→ ACTION ITEM
The expected output is each line in the data below that includes the string "HashMap".

[Stored data entries]
• • • • • • •

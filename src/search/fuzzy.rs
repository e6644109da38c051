//! Order-insensitive approximate string similarity

use super::tokenizer::fold;

/// Similarity of `a` and `b` on a 0.0–1.0 scale, ignoring token order.
///
/// Both sides are folded (lowercase, diacritics removed), split on
/// whitespace, sorted and rejoined before a normalized Levenshtein
/// comparison. `"mi banh"` and `"Bánh Mì"` therefore compare as equal.
/// If either side has no tokens the similarity is 0.0.
pub fn token_sort_ratio(a: &str, b: &str) -> f64 {
    let a = sorted_tokens(a);
    let b = sorted_tokens(b);
    if a.is_empty() || b.is_empty() {
        return 0.0;
    }
    strsim::normalized_levenshtein(&a, &b)
}

fn sorted_tokens(text: &str) -> String {
    let folded = fold(text);
    let mut tokens: Vec<&str> = folded.split_whitespace().collect();
    tokens.sort_unstable();
    tokens.join(" ")
}
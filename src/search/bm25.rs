//! Okapi BM25 term-frequency ranking over a fixed corpus

use std::collections::HashMap;

/// Term saturation
pub const BM25_K1: f64 = 1.5;
/// Document-length normalization
pub const BM25_B: f64 = 0.75;

/// In-memory BM25 index.
///
/// Built once from tokenized documents; scoring is read-only. Document order
/// is preserved so `scores()[i]` belongs to the `i`-th document passed to
/// [`Bm25::new`].
#[derive(Debug, Clone, Default)]
pub struct Bm25 {
    /// Per-document term frequencies
    term_freqs: Vec<HashMap<String, u32>>,
    doc_lengths: Vec<usize>,
    /// Number of documents containing each term
    doc_freqs: HashMap<String, usize>,
    avg_doc_len: f64,
}

impl Bm25 {
    pub fn new(corpus: &[Vec<String>]) -> Self {
        let mut term_freqs = Vec::with_capacity(corpus.len());
        let mut doc_lengths = Vec::with_capacity(corpus.len());
        let mut doc_freqs: HashMap<String, usize> = HashMap::new();

        for tokens in corpus {
            let mut freqs: HashMap<String, u32> = HashMap::new();
            for token in tokens {
                *freqs.entry(token.clone()).or_insert(0) += 1;
            }
            for term in freqs.keys() {
                *doc_freqs.entry(term.clone()).or_insert(0) += 1;
            }
            doc_lengths.push(tokens.len());
            term_freqs.push(freqs);
        }

        let total_len: usize = doc_lengths.iter().sum();
        let avg_doc_len = if doc_lengths.is_empty() {
            0.0
        } else {
            total_len as f64 / doc_lengths.len() as f64
        };

        Self {
            term_freqs,
            doc_lengths,
            doc_freqs,
            avg_doc_len,
        }
    }

    pub fn len(&self) -> usize {
        self.doc_lengths.len()
    }

    pub fn is_empty(&self) -> bool {
        self.doc_lengths.is_empty()
    }

    /// Distinct terms across the corpus
    pub fn vocabulary_size(&self) -> usize {
        self.doc_freqs.len()
    }

    pub fn avg_doc_len(&self) -> f64 {
        self.avg_doc_len
    }

    /// Inverse document frequency, `ln(1 + (N - df + 0.5) / (df + 0.5))`.
    ///
    /// Never negative, so a term present in every document still counts.
    pub fn idf(&self, term: &str) -> f64 {
        let df = self.doc_freqs.get(term).copied().unwrap_or(0) as f64;
        let n = self.len() as f64;
        ((n - df + 0.5) / (df + 0.5)).ln_1p()
    }

    /// One score per document, in corpus order.
    ///
    /// Each query token contributes separately, so a repeated query token
    /// counts twice. Tokens absent from a document contribute zero.
    pub fn scores(&self, query: &[String]) -> Vec<f64> {
        let mut scores = vec![0.0; self.len()];
        if self.avg_doc_len <= 0.0 {
            return scores;
        }

        for term in query {
            if !self.doc_freqs.contains_key(term) {
                continue;
            }
            let idf = self.idf(term);
            for (doc, freqs) in self.term_freqs.iter().enumerate() {
                let Some(&tf) = freqs.get(term) else {
                    continue;
                };
                let tf = f64::from(tf);
                let length_norm =
                    BM25_B.mul_add(self.doc_lengths[doc] as f64 / self.avg_doc_len, 1.0 - BM25_B);
                scores[doc] += idf * (tf * (BM25_K1 + 1.0)) / BM25_K1.mul_add(length_norm, tf);
            }
        }

        scores
    }
}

• • • • • • •

→ THE ANSWER
use std::collections::HashMap;
    term_freqs: Vec<HashMap<String, u32>>,
    doc_freqs: HashMap<String, usize>,
        let mut doc_freqs: HashMap<String, usize> = HashMap::new();
            let mut freqs: HashMap<String, u32> = HashMap::new();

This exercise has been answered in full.